Photojournaliste à Toulouse, Rémi Benoit a pris la plume pour faire le récit de son enfance. Placé de foyer en famille d'accueil dès l'âge de deux ans, il a demandé à consulter son dossier constitué par les services sociaux. "Dedans, il y a tout". Il nous raconte. Il se raconte.
Rémi Benoit a mis dix ans à se lancer dans les recherches. En 2020, alors qu'il a des soucis personnels et vit des moments de solitude, il se décide à reprendre le chemin de son enfance. Peu de gens le savent, mais une loi datant de 1978 permet aux enfants placés d'avoir accès, une fois adultes, à leur dossier constitué par les services de l'Aide sociale à l'enfance et conservé aux Archives départementales. Le jour où il ouvre ce dossier, "c'est la claque", dit-il aujourd’hui. "Ça m'a bien secoué."
"J'ai découvert ma vie d'enfant dans tout ça"
"On est une fratrie de huit, raconte Rémi Benoit. J'étais le seul garçon. On nous a retirés parce que ça craignait à la maison." Rémi a alors deux ans quand il va être placé, avec cinq de ses sœurs, chez des religieuses à Luchon. Dans son dossier, "il y a tout" de son parcours. "Il y a tous les rapports des assistantes sociales. Tout ce qui est scolaire, médical. Quelques photos, quelques dessins. Des rapports psychologiques..."

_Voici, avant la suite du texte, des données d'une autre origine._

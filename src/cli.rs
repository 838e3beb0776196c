use clap::{Parser, Subcommand};
use std::path::PathBuf;

#[derive(Debug, Parser)]
#[command(name = "acromatch")]
#[command(about = "Find files by the initials of the words in their names", long_about = None)]
pub struct Cli {
    /// Log at debug level
    #[arg(short, long, global = true)]
    pub verbose: bool,

    #[command(subcommand)]
    pub command: Commands,
}

#[derive(Debug, Subcommand)]
pub enum Commands {
    /// Search a directory for files matching a query
    Search {
        query: String,
        /// Directory to search
        #[arg(short, long, default_value = ".")]
        root: PathBuf,
        /// Maximum number of acronym-only results (overrides config)
        #[arg(short = 'n', long)]
        limit: Option<usize>,
        /// Print results as JSON
        #[arg(long)]
        json: bool,
        /// Skip the plain name search
        #[arg(long)]
        no_primary: bool,
        /// Include hidden files
        #[arg(long)]
        hidden: bool,
        /// Only consider files with this extension (repeatable)
        #[arg(short = 'e', long = "ext")]
        extensions: Vec<String>,
        /// Config file to use instead of the default locations
        #[arg(short, long)]
        config: Option<PathBuf>,
    },
    /// Show how a query matches a single text
    Explain {
        query: String,
        text: String,
        /// Basename to fall back to when the text does not match
        #[arg(long, requires = "path")]
        basename: Option<String>,
        /// Full path to fall back to after the basename
        #[arg(long, requires = "basename")]
        path: Option<String>,
    },
}
//! Acronym matching of one query against one candidate text.

use serde::Serialize;

use super::candidate::PathSegments;
use super::highlight::{Span, highlight_spans};
use super::scoring::{ScoreInput, acronym_score};
use super::tokenize::{Segmentation, fold_case};

/// Which text of the fallback chain produced a match.
#[derive(Debug, Clone, Copy, PartialEq, Eq, Serialize)]
#[serde(rename_all = "lowercase")]
pub enum MatchSource {
    Primary,
    Basename,
    Path,
}

/// Outcome of matching a query against a candidate.
///
/// A positive match always has `score >= MIN_SCORE` and at least one span.
/// "No match" has `score == 0.0`, no spans and no match index.
#[derive(Debug, Clone, PartialEq, Serialize)]
pub struct MatchResult {
    pub matched: bool,
    pub match_index: Option<usize>,
    pub score: f64,
    /// Character spans into the text that matched (see `source`).
    pub spans: Vec<Span>,
    /// Set by [`AcronymMatcher::search_with_fallback`].
    pub source: Option<MatchSource>,
}

impl MatchResult {
    pub const fn no_match() -> Self {
        Self {
            matched: false,
            match_index: None,
            score: 0.0,
            spans: Vec::new(),
            source: None,
        }
    }

    fn with_source(mut self, source: MatchSource) -> Self {
        self.source = Some(source);
        self
    }
}

/// Matches a fixed query against the word initials of candidate texts.
///
/// The query is trimmed and lower-cased once, character by character like
/// the initials it is compared against; an empty query makes the
/// matcher inert. Holds no other state, so a single matcher can be shared
/// across threads.
#[derive(Debug, Clone)]
pub struct AcronymMatcher {
    query: String,
    query_chars: Vec<char>,
}

impl AcronymMatcher {
    pub fn new(query: &str) -> Self {
        let query = fold_case(query.trim());
        let query_chars = query.chars().collect();
        Self { query, query_chars }
    }

    /// False when the query was empty or whitespace-only.
    pub fn has_search_term(&self) -> bool {
        !self.query_chars.is_empty()
    }

    /// The normalized query.
    pub fn query(&self) -> &str {
        &self.query
    }

    /// Matches the query against the initials of `text`.
    pub fn search(&self, text: &str, is_basename_or_primary: bool) -> MatchResult {
        if !self.has_search_term() || text.is_empty() {
            return MatchResult::no_match();
        }

        let segmentation = Segmentation::new(text);
        let initials = segmentation.initials();

        let Some(match_index) = initials.locate(&self.query_chars) else {
            return MatchResult::no_match();
        };

        let query_len = self.query_chars.len();
        let score = acronym_score(&ScoreInput {
            initials_len: initials.len(),
            query_len,
            match_index,
            text,
            is_basename_or_primary,
        });
        let spans = highlight_spans(segmentation.words(), match_index, query_len);

        tracing::trace!(
            query = %self.query,
            text,
            initials = %initials,
            match_index,
            score,
            "Acronym match"
        );

        MatchResult {
            matched: true,
            match_index: Some(match_index),
            score,
            spans,
            source: None,
        }
    }

    /// Tries the primary text, then the basename, then the full path, and
    /// returns the first match.
    pub fn search_with_fallback(
        &self,
        primary: &str,
        segments: Option<PathSegments<'_>>,
    ) -> MatchResult {
        if !self.has_search_term() {
            return MatchResult::no_match();
        }

        let result = self.search(primary, true);
        if result.matched {
            return result.with_source(MatchSource::Primary);
        }

        let Some(segments) = segments else {
            return MatchResult::no_match();
        };

        let result = self.search(segments.basename, true);
        if result.matched {
            return result.with_source(MatchSource::Basename);
        }

        let result = self.search(segments.path, false);
        if result.matched {
            return result.with_source(MatchSource::Path);
        }

        MatchResult::no_match()
    }
}
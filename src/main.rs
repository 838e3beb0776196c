use acromatch::cli::{Cli, Commands};
use acromatch::config::Config;
use acromatch::search::{Finder, PathSegments, Suggestion};
use acromatch::{corpus, format};
use anyhow::Context;
use clap::Parser;
use std::path::Path;

fn main() -> anyhow::Result<()> {
    let cli = Cli::parse();
    acromatch::tracing::init(cli.verbose);

    match cli.command {
        Commands::Search {
            query,
            root,
            limit,
            json,
            no_primary,
            hidden,
            extensions,
            config,
        } => {
            let mut config = match config {
                Some(path) => Config::load_from(&path)?,
                None => Config::load(),
            };
            if let Some(limit) = limit {
                config.max_acronym_results = limit;
            }
            if no_primary {
                config.primary_search = false;
            }
            if hidden {
                config.include_hidden = true;
            }
            if !extensions.is_empty() {
                config.extensions = extensions;
            }

            run_search(&query, &root, &config, json)
        }
        Commands::Explain {
            query,
            text,
            basename,
            path,
        } => {
            let segments = basename
                .as_deref()
                .zip(path.as_deref())
                .map(|(basename, path)| PathSegments { basename, path });
            print!("{}", format::render_explanation(&query, &text, segments));
            Ok(())
        }
    }
}

fn run_search(query: &str, root: &Path, config: &Config, json: bool) -> anyhow::Result<()> {
    let files = corpus::scan(root, &config.scan_options())
        .with_context(|| format!("Failed to scan {}", root.display()))?;
    tracing::info!("Searching {} files under {}", files.len(), root.display());

    let suggestions: Vec<Suggestion> = files.into_iter().map(Suggestion::from).collect();
    let hits = Finder::new(query, config.finder_options()).find(&suggestions);

    if json {
        println!("{}", format::render_json(&hits)?);
    } else {
        print!("{}", format::render_hits(query, &hits));
    }
    Ok(())
}
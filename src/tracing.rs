//! Tracing initialization.

use std::sync::Once;
use tracing_subscriber::{EnvFilter, fmt::format::FmtSpan};

static INIT: Once = Once::new();

/// Initialize tracing. Safe to call multiple times; only the first call
/// takes effect. `verbose` raises the default level from INFO to DEBUG.
pub fn init(verbose: bool) {
    INIT.call_once(|| {
        let filter = EnvFilter::from_default_env().add_directive(
            if verbose {
                tracing::Level::DEBUG
            } else {
                tracing::Level::INFO
            }
            .into(),
        );

        let result = tracing_subscriber::fmt()
            .with_env_filter(filter)
            .with_ansi(false)
            .with_target(true)
            .with_span_events(FmtSpan::NONE)
            .compact()
            .with_writer(std::io::stderr)
            .try_init();

        if let Err(e) = result {
            eprintln!("Failed to initialize tracing: {}", e);
        }
    });
}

Rémi est en quête de réponses, mais se heurte à une version institutionnelle. Dans leurs rapports, les assistantes sociales notent tout. Mais "quand on me déplaçait d'un endroit, il n'y avait pas les raisons. Elles n'expliquaient jamais pourquoi. Presque, on aurait dit qu'elles n'écrivaient rien qui puisse être reproché plus tard." Rien n'est écrit sur la maltraitance subie chez les religieuses. "Elles m'en ont fait voir... C'est inhumain." Cinq ans après son arrivée à Luchon, il est séparé de ses sœurs. À sept ans, les religieuses l'envoient dans une autre maison d'enfants gérée par la même congrégation à une quinzaine de kilomètres de là.
"J'ai découvert qu'une assistante sociale avait remarqué que là, c'était pire dans cette maison. J'étais seul, c''était l'horreur. Elle s'est rendu compte qu'il y avait un problème. On m'a envoyé dans un foyer au nord de Toulouse." Entre ses deux et dix-neuf ans, Rémi Benoit va être placé sept à huit fois. Il vivra un an dans une ferme. "J'étais un peu exploité, on va dire". L'adolescent est renvoyé par période chez sa mère. "Il n'y avait même pas de salle de bains dans l'appartement. Là, j'ai passé une année et demie où j'ai fait vraiment n'importe quoi. J'étais paumé. À 17 ans, ils m'ont renvoyé dans un foyer. Heureusement, ça m'a sauvé."
"Alors, heureux ?"
Avec tous les éléments retrouvés dans son dossier et ses propres souvenirs, Rémi Benoit commence à écrire. "J'ai commencé par raconter moi-même mes parties. Et après, pour ce qui était des assistantes sociales, j'avais repris juste leurs notes, des dates, des faits, mais je trouvais que ce n'était pas terrible. Du coup, j'ai fait appel à une personne aguerrie, qui m'a aidé à construire tout ça."
Il y a deux voix dans le livre. Il y a ce que j'ai vécu et que je raconte. Et après, il y a la partie où je fais parler les assistantes sociales. Il y a une espèce de ping-pong comme ça.
Rémi Benoit, auteur de "Alors, heureux ?"
Lors de ses recherches, Rémi Benoit ne s'est pas limité à son propre dossier. "Il me manquait quand même le côté parents." Avec ses sœurs, il a accès au dossier de la famille, avec les jugements et tout un tas de documents. "J'ai découvert plus que ma vie d'enfant dans tout ça."
Titre de ce récit de vie : "Alors, heureux ?" Ce livre, "c'est cathartique, comme on dit. Il fallait le faire. Ça m'a vraiment fait du bien", raconte aujourd'hui Rémi Benoit. Ses recherches lui ont permis d'échanger avec ses sœurs. De reprendre contact avec des personnes comme d'anciens instituteurs.
Rémi Benoit s'était jusqu'ici peu confié sur son passé et cette enfance ballotée. "Même mes propres sœurs, il y a des choses qui me sont arrivées qu'elles ne savaient pas." Avec ce récit, l'auteur se confie également à sa fille. "Elle m'a dit, comme héritage, il n'y a pas mieux."
Ce livre est un témoignage de la vie d'un enfant placé. Et pour Rémi Benoit, un moyen aussi de faire savoir l'existence de ces dossiers soigneusement conservés aux Archives départementales. "Alors, heureux ?" a été publié à compte d'auteur en septembre 2024.